Molecular mechanisms in podocytopathies – finding suitable targets for a new era of glomerular gene therapy

podocytopathies encompass a spectrum of glomerular disorders driven by structural and functional impairments in podocytes, specialized cells critical for maintaining the glomerular filtration barrier. Dysregulation of key podocyte components—such as slit diaphragm proteins (nephrin, podocin), cytoskeletal regulators (ACTN4, TRPC6), and adhesion complexes (integrins, dystroglycan)—leads to proteinuria and progressive glomerulosclerosis. Current therapies often fail to address underlying genetic or molecular defects, particularly in hereditary or refractory cases. Gene therapy has emerged as a transformative approach, leveraging adeno-associated viral (AAV) vectors, CRISPR-based editing, and RNA modulation to correct pathogenic mutations or restore disrupted pathways.

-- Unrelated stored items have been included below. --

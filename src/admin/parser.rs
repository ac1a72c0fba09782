//! Admin command parsing
//!
//! Parses lines typed at the reflector console.

/// Command typed at the admin console
#[derive(Debug, PartialEq)]
pub enum AdminCommand {
    List,
    Count,
    Kick { address: String, port: u16 },
    Help,
    Invalid(String),
    Unknown(String),
}

// Parse raw console line into AdminCommand enum
pub fn parse_admin_command(raw: &str) -> AdminCommand {
    let trimmed = raw.trim();
    let mut parts = trimmed.split_whitespace();
    let cmd = parts.next().unwrap_or("").to_ascii_uppercase();
    let args: Vec<&str> = parts.collect();

    match cmd.as_str() {
        "LIST" | "LS" => AdminCommand::List,
        "COUNT" => AdminCommand::Count,
        "HELP" | "?" => AdminCommand::Help,
        "KICK" => parse_kick(&args),
        _ => AdminCommand::Unknown(trimmed.to_string()),
    }
}

fn parse_kick(args: &[&str]) -> AdminCommand {
    let [address, port] = args else {
        return AdminCommand::Invalid("usage: kick <address> <port>".to_string());
    };

    match port.parse::<u16>() {
        Ok(port) => AdminCommand::Kick {
            address: address.to_string(),
            port,
        },
        Err(_) => AdminCommand::Invalid(format!("invalid port: {}", port)),
    }
}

Recent advances in capsid engineering, tissue-specific promoters, and delivery strategies have enhanced podocyte targeting while minimizing off-target effects. Preclinical successes, including AAV-mediated rescue of NPHS2-associated nephrotic syndrome and complement modulation in IgA nephropathy, highlight the therapeutic potential. However, challenges such as immune responses, vector biodistribution, and disease heterogeneity remain. This review synthesizes the molecular mechanisms underlying podocytopathies, evaluates current gene therapy strategies, and discusses translational hurdles and future directions, including patient-derived organoid models and combinatorial therapies. By bridging mechanistic insights with innovative gene-based interventions, this work underscores the promise of precision medicine in revolutionizing the treatment of podocytopathies.